What is required -
All lines holding the word "content" should be located in the records and copied.

── Working data

use crate::core::calculator::average::DEFAULT_MONTHLY_AVERAGE_FROM_DAY;
use crate::errors::{AppError, AppResult};
use crate::store::StorageKind;
use serde::{Deserialize, Serialize};
use std::env;
use std::fs;
use std::path::{Path, PathBuf};

pub mod migrate;

#[derive(Debug, Clone, Serialize, Deserialize)]
#[serde(default)]
pub struct Config {
    /// Backend used for daily logs.
    pub storage: StorageKind,
    /// SQLite database file (storage = sqlite).
    pub database: String,
    /// Root directory of the per-day JSON documents (storage = json).
    pub data_dir: String,
    /// Owner of the recorded entries.
    pub user: String,
    /// `local`, `UTC`, or a fixed offset like `+05:30`.
    pub timezone: String,
    pub monthly_average_from_day: u32,
    /// Diagnostic log level (overridden by `TIMEPORTAL_LOG`).
    pub log_level: String,
}

impl Default for Config {
    fn default() -> Self {
        Self {
            storage: StorageKind::default(),
            database: Self::database_file().to_string_lossy().to_string(),
            data_dir: Self::data_dir_default().to_string_lossy().to_string(),
            user: "local".to_string(),
            timezone: "local".to_string(),
            monthly_average_from_day: DEFAULT_MONTHLY_AVERAGE_FROM_DAY,
            log_level: "warn".to_string(),
        }
    }
}

impl Config {
    /// Return the standard configuration directory depending on the platform
    pub fn config_dir() -> PathBuf {
        if cfg!(target_os = "windows") {
            let appdata = env::var("APPDATA").unwrap_or_else(|_| ".".to_string());
            PathBuf::from(appdata).join("timeportal")
        } else {
            let home = env::var("HOME").unwrap_or_else(|_| ".".to_string());
            PathBuf::from(home).join(".timeportal")
        }
    }

    /// Return the full path of the config file
    pub fn config_file() -> PathBuf {
        Self::config_dir().join("timeportal.conf")
    }

    /// Return the full path of the SQLite database
    pub fn database_file() -> PathBuf {
        Self::config_dir().join("timeportal.sqlite")
    }

    pub fn data_dir_default() -> PathBuf {
        Self::config_dir().join("data")
    }

    /// Load configuration from file, or return defaults if not found
    pub fn load() -> AppResult<Self> {
        Self::load_from(&Self::config_file())
    }

    pub fn load_from(path: &Path) -> AppResult<Self> {
        if !path.exists() {
            return Ok(Self::default());
        }

        let content = fs::read_to_string(path)?;
        let cfg: Config = serde_yaml::from_str(&content).map_err(|e| {
            AppError::Config(format!("cannot parse {}: {}", path.display(), e))
        })?;
        cfg.validate()?;
        Ok(cfg)
    }

    pub fn save_to(&self, path: &Path) -> AppResult<()> {
        if let Some(dir) = path.parent() {
            fs::create_dir_all(dir)?;
        }
        fs::write(path, serde_yaml::to_string(self)?)?;
        Ok(())
    }

    pub fn validate(&self) -> AppResult<()> {
        if !(1..=31).contains(&self.monthly_average_from_day) {
            return Err(AppError::Config(format!(
                "monthly_average_from_day must be between 1 and 31, got {}",
                self.monthly_average_from_day
            )));
        }
        if self.user.trim().is_empty() {
            return Err(AppError::Config("user must not be empty".into()));
        }
        Ok(())
    }

    /// Write the configuration file (unless `is_test`) and make sure the
    /// config directory exists. Returns the config file path.
    pub fn init_all(cfg: &Config, is_test: bool) -> AppResult<PathBuf> {
        let dir = Self::config_dir();
        fs::create_dir_all(&dir)?;

        let path = Self::config_file();
        if !is_test {
            cfg.save_to(&path)?;
        }

        Ok(path)
    }
}
use crate::core::calculator::average::{AverageHours, average_hours, monthly_average_due};
use crate::core::context::SessionContext;
use crate::core::day::DayLogic;
use crate::errors::AppResult;
use crate::models::day_summary::DayView;
use crate::store::LogStore;
use crate::utils::date::{month_of, week_of};
use chrono::NaiveDate;
use serde::Serialize;

#[derive(Debug, Clone, Serialize)]
#[serde(rename_all = "camelCase")]
pub struct Report {
    pub reference: NaiveDate,
    pub day: DayView,
    pub week_start: NaiveDate,
    pub week_end: NaiveDate,
    pub week: AverageHours,
    /// `None` before the configured day of the month.
    pub month: Option<AverageHours>,
}

pub struct ReportLogic;

impl ReportLogic {
    /// Day view plus weekly and monthly averages around `reference`.
    pub fn build(
        store: &mut dyn LogStore,
        ctx: &SessionContext,
        reference: NaiveDate,
        monthly_from_day: u32,
    ) -> AppResult<Report> {
        let day = DayLogic::get_day(store, ctx, reference)?;

        let week_days = week_of(reference);
        let week_totals = DayLogic::totals(store, ctx, &week_days)?;
        let week = average_hours(&week_totals);

        let month = if monthly_average_due(reference, monthly_from_day) {
            let month_totals = DayLogic::totals(store, ctx, &month_of(reference))?;
            Some(average_hours(&month_totals))
        } else {
            None
        };

        tracing::debug!(%reference, week_days = week.counted_days, "report built");

        Ok(Report {
            reference,
            day,
            week_start: week_days[0],
            week_end: week_days[6],
            week,
            month,
        })
    }
}
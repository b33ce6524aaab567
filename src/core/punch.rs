use crate::core::aggregator::DailyLogAggregator;
use crate::core::context::SessionContext;
use crate::core::{describe_entry, record};
use crate::errors::AppResult;
use crate::models::{DailyLog, Status};
use crate::store::LogStore;

/// `CHECK_IN_OUT(now)`: always acts on today's log.
pub struct PunchLogic;

impl PunchLogic {
    pub fn apply(
        store: &mut dyn LogStore,
        ctx: &SessionContext,
    ) -> AppResult<(DailyLog, Status)> {
        let today = ctx.today();
        let mut status = Status::Available;

        let log = store.modify(today, &mut |log| {
            let (log, next) = DailyLogAggregator::check_in_or_out(log, ctx)?;
            status = next;
            Ok(log)
        })?;

        if let Some(entry) = log.last_entry() {
            let op = match status {
                Status::Working => "check-in",
                _ => "check-out",
            };
            let msg = format!("{} #{} {}", op, log.entries.len(), describe_entry(entry));
            record(store, "punch", today, &msg);
        }

        tracing::debug!(%today, %status, "punch applied");
        Ok((log, status))
    }
}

────

Worked solution -
        let content = fs::read_to_string(path)?;
        let cfg: Config = serde_yaml::from_str(&content).map_err(|e| {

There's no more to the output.